アトリエの記録

Author池邉祥子 / Shoko Ikebe
Category essay
7年過ごしたアトリエを先日引っ越した。

本を読むために建てられた市中の別荘をアトリエとして借りていた。
入口がほとんど分からずshowroom openの時など、お客さんからは場所が分からないとよく電話が鳴ったことを覚えている。勝手口のような狭さから入り(というか勝手口だった)、少し急な階段を登ると天井高が高い洋館のような佇まいの一室でお洋服を見てもらっていた。玄関と室内にえらくギャップがあり、その差のビビットさも気に入っていた。

アトリエの1階



一階は15時以降くらいから庭の木々から木漏れ日が差し込む。

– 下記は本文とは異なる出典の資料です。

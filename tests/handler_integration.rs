//! Firmware queries through a fake transport

mod common;

use common::builders::*;
use common::mock_helpers::FakeFirmware;
use dsp_debug_agent::codec::FirmwareEnum;
use dsp_debug_agent::firmware::{BaseFwParam, ParameterId, MAX_PARAMETER_PAYLOAD_SIZE};
use dsp_debug_agent::handler::ModuleHandler;
use dsp_debug_agent::transport::Transport;
use dsp_debug_agent::AgentError;
use std::sync::Arc;

#[test]
fn test_limits_from_sample() {
    let handler = ModuleHandler::new(FakeFirmware::new(canonical_sample())).unwrap();
    let limits = handler.limits();

    assert_eq!(limits.fw_version.to_string(), "1.2.3.4");
    assert_eq!(limits.modules_count, 7);
    assert_eq!(limits.max_ppl_count, 10);
    assert_eq!(limits.max_mod_inst_count, 4);
    assert_eq!(limits.dsp_core_count, 1);
    assert_eq!(limits.gateway_count, 5);
}

#[test]
fn test_listings() {
    let handler = ModuleHandler::new(FakeFirmware::new(canonical_sample())).unwrap();

    let names: Vec<String> = handler
        .module_entries()
        .unwrap()
        .iter()
        .map(|entry| entry.name())
        .collect();
    assert_eq!(names, ["copier", "aec", "gain", "ns", "mixin", "src", "mixout"]);

    assert_eq!(handler.pipeline_ids().unwrap(), vec![4, 2, 1, 3]);
    assert_eq!(handler.pipeline_props(3).unwrap().ll_tasks, vec![4]);
    assert_eq!(handler.gateways().unwrap().len(), 5);

    let props = handler.module_instance_props(MIXIN, 1).unwrap();
    assert_eq!(props.input_pins.len(), 2);
    assert_eq!(props.input_pins[1].phys_queue_id, PIPE2_3);
    assert_eq!(props.input_pins[1].format, sample_format());
}

#[test]
fn test_pipeline_list_beyond_declared_maximum() {
    let mut sample = canonical_sample();
    sample.max_ppl_count = 2;
    let handler = ModuleHandler::new(FakeFirmware::new(sample)).unwrap();

    // the reply is cut at the size allocated for two pipelines
    let err = handler.pipeline_ids().unwrap_err();
    assert!(
        err.to_string().starts_with("Can not decode fw parameter"),
        "{}",
        err
    );
}

#[test]
fn test_module_parameter_round_trip() {
    let firmware = Arc::new(FakeFirmware::new(canonical_sample()));
    let handler = ModuleHandler::new(Arc::clone(&firmware)).unwrap();

    handler
        .set_module_parameter(GAIN, 5, ParameterId(3), &[1, 2, 3, 4, 5])
        .unwrap();
    assert_eq!(
        handler.get_module_parameter(GAIN, 5, ParameterId(3), 3).unwrap(),
        vec![1, 2, 3]
    );

    let stats = firmware.stats();
    assert_eq!(stats.configures, 1);
    assert!(stats.queries >= 3);
}

#[test]
fn test_oversized_parameter_is_rejected() {
    let handler = ModuleHandler::new(FakeFirmware::new(canonical_sample())).unwrap();
    let payload = vec![0; MAX_PARAMETER_PAYLOAD_SIZE + 1];

    let err = handler
        .set_module_parameter(GAIN, 5, ParameterId(3), &payload)
        .unwrap_err();
    assert!(matches!(err, AgentError::InvalidArgument(_)));
}

#[test]
fn test_transport_failure_carries_context() {
    let firmware = FakeFirmware::new(canonical_sample());
    firmware.fail(BaseFwParam::GatewaysInfoGet);
    let handler = ModuleHandler::new(firmware).unwrap();

    let err = handler.gateways().unwrap_err();
    assert_eq!(
        err.to_string(),
        format!(
            "Unable to query parameter {} of module 0 instance 0: injected failure on {}",
            ParameterId(BaseFwParam::GatewaysInfoGet.to_raw()),
            BaseFwParam::GatewaysInfoGet
        )
    );
}

#[test]
fn test_missing_configuration_fails_construction() {
    let firmware = FakeFirmware::new(canonical_sample());
    firmware.fail(BaseFwParam::HwConfigGet);

    let err = ModuleHandler::new(firmware).err().unwrap();
    assert!(err
        .to_string()
        .starts_with("Unable to read hardware configuration"));
}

天気によって祝福されるような木漏れ日を見れる日はご褒美のような時間だった。キラキラゆらめく光は今でも目の奥に記憶されていて、思い出すと幸せな気持ちになる。猫がよく来て、鳥が鳴いて、市街地に比較的近い割に外界と切り離されたような世界観があった。日中でも静かなのに更に深く静まり返る深夜は本を読み、アイデアだしや1番集中したいドレーピングのための時間を過ごした。

showroomとしても時々開いていた2階



引越しが決まって、スタッフに「寂しくないですか?」と聞かれて始めは「寂しくない」などと言っていたけれど、日が近づくにつれ「やっぱり寂しい」と嘆いていたりした。
振り返ると環境が大きく物作りに影響すると感じた場所だった。アトリエで過ごした豊かな時間はお届けしたお洋服にもしっかり反映されていたように思う。

新しい場所は周囲の環境含め、馴染みのある場所で都市と自然のバランスが絶妙な所。さっそくよい散歩コースを見つけ、お茶の先生と野点もした。
きっとまた何かしら物作りによい変化があるように感じている。

大家さんが庭で麻雀大会の準備をしている所。庭から大家さんの奥さんがお菓子を持ってきてくれたり沢山思い出がある。